TASK BRIEF:
Restate, word for word, the lines from the opening line of the data through the line containing "use reproj_common::Extent;", both included, and nothing else.

-------- RECORDS FOR THE EXERCISE

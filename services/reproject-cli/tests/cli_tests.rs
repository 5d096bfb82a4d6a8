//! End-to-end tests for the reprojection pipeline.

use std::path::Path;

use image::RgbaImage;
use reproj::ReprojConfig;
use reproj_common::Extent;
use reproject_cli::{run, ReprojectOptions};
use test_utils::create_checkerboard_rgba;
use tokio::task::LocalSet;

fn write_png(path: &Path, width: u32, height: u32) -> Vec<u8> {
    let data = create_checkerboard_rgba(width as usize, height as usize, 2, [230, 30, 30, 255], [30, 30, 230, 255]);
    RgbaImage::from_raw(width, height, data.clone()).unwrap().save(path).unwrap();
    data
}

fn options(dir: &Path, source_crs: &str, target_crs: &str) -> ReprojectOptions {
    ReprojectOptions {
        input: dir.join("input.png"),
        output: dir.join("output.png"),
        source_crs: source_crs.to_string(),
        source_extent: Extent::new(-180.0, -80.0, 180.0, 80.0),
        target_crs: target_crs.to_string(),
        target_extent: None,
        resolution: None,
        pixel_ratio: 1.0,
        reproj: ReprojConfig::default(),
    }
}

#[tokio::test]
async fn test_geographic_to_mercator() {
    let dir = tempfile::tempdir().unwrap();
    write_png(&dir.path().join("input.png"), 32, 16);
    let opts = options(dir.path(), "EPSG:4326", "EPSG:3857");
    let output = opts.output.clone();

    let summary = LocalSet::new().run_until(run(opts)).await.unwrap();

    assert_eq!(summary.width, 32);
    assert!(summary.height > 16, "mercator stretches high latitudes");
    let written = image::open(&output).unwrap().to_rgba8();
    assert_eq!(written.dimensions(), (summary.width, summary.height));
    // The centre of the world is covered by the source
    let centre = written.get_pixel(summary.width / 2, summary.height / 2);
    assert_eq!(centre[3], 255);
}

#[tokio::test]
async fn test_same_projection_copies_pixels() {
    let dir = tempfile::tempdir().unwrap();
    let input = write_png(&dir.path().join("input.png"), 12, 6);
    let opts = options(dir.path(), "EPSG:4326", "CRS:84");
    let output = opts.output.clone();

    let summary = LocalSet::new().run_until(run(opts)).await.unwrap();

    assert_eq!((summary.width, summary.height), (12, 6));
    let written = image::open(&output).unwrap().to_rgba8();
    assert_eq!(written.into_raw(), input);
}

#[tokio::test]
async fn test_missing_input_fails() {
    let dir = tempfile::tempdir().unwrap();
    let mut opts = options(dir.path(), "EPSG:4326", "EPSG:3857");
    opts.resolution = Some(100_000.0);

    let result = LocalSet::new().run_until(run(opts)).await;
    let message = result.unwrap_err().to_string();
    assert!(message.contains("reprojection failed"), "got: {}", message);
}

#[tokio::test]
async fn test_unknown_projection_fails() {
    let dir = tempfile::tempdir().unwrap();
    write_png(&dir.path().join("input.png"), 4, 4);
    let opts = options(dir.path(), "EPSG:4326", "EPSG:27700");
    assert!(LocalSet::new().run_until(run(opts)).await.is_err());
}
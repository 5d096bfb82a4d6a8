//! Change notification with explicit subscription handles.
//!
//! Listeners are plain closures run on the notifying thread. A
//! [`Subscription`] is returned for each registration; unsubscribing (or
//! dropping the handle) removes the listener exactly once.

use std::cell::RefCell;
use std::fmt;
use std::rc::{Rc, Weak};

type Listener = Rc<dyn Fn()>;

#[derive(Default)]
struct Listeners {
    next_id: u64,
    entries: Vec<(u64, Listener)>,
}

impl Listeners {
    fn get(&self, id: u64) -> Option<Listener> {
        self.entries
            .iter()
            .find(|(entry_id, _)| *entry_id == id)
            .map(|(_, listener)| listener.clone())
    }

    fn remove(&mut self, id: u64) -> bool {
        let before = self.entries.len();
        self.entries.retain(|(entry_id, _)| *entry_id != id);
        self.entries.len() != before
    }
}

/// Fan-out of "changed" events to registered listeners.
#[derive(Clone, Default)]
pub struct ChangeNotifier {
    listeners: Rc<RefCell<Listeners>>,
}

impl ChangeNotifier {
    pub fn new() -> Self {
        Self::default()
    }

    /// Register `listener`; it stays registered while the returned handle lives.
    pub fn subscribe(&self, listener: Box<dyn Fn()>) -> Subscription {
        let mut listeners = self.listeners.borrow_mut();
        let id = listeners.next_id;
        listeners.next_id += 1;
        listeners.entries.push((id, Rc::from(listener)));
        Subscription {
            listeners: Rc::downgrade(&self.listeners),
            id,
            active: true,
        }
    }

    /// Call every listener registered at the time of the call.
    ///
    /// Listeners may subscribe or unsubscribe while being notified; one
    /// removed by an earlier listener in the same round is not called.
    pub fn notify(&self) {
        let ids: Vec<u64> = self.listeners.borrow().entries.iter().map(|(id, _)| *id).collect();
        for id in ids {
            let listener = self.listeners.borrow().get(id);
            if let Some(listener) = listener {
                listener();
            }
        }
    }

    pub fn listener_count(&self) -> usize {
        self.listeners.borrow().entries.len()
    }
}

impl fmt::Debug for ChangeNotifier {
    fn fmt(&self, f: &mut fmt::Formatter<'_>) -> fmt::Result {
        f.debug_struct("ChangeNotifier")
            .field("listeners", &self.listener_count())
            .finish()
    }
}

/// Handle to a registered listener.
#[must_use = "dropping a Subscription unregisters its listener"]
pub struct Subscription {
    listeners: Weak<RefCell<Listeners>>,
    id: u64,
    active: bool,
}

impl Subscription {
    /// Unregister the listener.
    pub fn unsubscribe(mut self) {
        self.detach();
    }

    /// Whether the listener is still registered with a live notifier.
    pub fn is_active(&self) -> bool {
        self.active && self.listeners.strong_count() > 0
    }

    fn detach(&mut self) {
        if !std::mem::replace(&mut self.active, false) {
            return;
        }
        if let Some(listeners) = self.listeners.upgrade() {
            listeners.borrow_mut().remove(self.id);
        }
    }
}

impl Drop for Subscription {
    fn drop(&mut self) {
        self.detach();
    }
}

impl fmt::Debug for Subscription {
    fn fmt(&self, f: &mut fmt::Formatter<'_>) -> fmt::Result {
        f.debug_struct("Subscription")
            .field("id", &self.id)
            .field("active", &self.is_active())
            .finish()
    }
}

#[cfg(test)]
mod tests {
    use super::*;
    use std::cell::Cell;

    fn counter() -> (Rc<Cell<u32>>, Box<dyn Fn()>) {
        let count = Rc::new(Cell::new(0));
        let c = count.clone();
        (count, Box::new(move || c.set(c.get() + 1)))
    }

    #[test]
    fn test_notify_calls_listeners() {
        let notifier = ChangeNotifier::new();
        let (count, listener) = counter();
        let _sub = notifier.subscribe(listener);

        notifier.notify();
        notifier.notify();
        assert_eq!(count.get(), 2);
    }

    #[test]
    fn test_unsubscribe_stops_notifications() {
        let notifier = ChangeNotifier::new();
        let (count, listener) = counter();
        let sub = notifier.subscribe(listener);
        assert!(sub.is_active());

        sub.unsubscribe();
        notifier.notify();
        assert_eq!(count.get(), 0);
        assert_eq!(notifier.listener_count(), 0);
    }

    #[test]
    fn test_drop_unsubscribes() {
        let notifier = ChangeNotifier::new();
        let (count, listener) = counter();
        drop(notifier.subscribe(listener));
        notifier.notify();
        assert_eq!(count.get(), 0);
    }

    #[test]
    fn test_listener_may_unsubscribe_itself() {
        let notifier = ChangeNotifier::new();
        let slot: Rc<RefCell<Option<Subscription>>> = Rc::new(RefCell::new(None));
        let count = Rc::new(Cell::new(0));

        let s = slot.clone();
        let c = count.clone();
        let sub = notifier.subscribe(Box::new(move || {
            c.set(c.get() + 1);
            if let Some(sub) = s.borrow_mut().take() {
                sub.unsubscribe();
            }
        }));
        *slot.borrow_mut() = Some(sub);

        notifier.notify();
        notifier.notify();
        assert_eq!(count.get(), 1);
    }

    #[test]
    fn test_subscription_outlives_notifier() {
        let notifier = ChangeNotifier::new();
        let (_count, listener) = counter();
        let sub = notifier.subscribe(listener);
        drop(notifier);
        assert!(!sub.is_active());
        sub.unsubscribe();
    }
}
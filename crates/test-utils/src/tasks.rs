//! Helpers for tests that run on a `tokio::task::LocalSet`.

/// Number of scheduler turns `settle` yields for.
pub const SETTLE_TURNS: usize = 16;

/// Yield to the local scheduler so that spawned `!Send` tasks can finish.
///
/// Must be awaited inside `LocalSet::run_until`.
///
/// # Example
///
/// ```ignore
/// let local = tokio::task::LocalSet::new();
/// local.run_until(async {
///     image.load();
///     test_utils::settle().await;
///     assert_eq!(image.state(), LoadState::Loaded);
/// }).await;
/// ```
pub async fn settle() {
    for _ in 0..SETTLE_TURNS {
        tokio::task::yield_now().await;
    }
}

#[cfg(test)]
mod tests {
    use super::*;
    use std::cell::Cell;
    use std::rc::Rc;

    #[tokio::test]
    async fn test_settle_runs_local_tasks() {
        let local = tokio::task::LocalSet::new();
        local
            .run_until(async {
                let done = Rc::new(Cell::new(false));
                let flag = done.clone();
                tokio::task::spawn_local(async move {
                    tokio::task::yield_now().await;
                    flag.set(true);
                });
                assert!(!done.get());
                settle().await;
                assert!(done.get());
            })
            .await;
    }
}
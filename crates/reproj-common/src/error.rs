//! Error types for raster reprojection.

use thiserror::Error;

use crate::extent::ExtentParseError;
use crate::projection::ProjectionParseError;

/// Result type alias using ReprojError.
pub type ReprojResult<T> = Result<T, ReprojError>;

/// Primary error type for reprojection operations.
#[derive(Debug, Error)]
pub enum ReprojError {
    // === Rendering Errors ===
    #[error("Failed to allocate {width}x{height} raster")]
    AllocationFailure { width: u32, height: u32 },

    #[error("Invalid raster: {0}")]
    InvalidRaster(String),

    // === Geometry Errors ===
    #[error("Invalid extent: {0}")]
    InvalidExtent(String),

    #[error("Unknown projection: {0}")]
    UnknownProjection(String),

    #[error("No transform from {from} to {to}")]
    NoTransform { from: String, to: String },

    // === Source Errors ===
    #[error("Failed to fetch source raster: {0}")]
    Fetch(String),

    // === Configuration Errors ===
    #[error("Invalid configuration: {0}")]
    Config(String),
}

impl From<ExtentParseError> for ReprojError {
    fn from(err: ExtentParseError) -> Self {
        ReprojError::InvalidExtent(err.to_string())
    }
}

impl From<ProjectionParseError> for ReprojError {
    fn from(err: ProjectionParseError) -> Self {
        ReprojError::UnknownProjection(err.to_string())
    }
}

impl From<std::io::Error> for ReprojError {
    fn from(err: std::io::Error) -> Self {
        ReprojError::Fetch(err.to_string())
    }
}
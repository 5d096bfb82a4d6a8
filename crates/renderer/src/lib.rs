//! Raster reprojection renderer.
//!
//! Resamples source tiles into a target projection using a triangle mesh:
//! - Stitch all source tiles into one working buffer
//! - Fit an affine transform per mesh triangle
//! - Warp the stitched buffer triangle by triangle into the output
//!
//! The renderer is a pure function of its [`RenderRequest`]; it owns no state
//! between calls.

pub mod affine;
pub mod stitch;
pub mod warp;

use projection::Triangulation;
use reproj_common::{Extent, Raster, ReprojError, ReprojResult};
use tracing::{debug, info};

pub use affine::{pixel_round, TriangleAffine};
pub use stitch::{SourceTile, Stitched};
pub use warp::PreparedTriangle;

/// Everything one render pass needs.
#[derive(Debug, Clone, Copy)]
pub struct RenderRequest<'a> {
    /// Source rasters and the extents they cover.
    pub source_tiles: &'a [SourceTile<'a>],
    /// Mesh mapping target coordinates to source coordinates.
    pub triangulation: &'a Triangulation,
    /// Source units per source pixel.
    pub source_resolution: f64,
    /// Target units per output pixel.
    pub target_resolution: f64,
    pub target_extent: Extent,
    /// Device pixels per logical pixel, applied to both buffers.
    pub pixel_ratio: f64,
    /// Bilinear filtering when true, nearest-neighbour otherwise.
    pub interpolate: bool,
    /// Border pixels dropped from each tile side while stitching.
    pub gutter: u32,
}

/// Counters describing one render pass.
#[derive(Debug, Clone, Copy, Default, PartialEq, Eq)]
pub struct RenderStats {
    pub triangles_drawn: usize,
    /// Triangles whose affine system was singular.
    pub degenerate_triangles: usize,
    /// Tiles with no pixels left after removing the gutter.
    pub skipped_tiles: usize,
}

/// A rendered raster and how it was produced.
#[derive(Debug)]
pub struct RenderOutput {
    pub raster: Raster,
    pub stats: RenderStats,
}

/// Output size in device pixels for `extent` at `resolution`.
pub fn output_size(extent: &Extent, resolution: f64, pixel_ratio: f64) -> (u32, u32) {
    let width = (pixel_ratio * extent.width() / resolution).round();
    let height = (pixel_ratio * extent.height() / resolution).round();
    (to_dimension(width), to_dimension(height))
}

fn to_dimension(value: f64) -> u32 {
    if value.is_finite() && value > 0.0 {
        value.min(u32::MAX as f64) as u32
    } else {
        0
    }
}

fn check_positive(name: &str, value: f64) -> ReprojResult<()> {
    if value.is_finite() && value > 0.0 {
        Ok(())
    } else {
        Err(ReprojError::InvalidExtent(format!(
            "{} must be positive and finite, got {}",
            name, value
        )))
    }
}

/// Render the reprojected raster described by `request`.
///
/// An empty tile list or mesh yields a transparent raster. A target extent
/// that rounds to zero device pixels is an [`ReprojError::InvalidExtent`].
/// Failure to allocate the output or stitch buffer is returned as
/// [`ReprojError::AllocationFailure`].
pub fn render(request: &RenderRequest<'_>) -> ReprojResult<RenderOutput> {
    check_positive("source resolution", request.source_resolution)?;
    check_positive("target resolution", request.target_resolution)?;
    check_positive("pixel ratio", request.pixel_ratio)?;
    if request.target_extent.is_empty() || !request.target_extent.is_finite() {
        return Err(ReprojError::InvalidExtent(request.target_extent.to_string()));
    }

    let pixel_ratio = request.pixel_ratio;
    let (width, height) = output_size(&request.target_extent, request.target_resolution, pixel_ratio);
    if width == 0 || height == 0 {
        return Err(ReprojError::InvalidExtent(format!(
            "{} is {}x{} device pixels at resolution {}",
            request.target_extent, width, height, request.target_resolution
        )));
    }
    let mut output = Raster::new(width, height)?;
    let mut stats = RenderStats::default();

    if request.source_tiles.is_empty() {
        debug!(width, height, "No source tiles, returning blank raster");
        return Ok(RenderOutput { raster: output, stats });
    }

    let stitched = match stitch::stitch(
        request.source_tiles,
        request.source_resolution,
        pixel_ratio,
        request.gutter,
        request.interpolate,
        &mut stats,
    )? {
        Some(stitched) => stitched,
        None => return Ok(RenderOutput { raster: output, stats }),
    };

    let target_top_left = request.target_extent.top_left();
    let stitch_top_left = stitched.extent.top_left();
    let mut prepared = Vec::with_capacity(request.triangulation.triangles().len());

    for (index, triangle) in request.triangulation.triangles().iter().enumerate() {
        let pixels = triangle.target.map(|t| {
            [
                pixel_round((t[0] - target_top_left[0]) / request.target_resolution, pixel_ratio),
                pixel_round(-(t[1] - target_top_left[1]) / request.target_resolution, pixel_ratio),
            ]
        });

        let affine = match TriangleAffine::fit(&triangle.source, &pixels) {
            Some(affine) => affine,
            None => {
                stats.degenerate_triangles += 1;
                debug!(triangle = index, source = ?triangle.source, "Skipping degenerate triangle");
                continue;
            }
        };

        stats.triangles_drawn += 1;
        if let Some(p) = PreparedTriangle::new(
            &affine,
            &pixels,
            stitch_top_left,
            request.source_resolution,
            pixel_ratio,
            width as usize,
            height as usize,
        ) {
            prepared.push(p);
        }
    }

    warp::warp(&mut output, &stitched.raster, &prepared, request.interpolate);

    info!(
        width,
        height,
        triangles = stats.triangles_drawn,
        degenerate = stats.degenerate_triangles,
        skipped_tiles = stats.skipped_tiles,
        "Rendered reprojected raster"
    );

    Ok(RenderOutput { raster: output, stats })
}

----------------

EXERCISE RESULT:
filename services/reproject-cli/tests/cli_tests.rs
repository 5d096bfb82a4d6a8
//! End-to-end tests for the reprojection pipeline.

use std::path::Path;

use image::RgbaImage;
use reproj::ReprojConfig;
use reproj_common::Extent;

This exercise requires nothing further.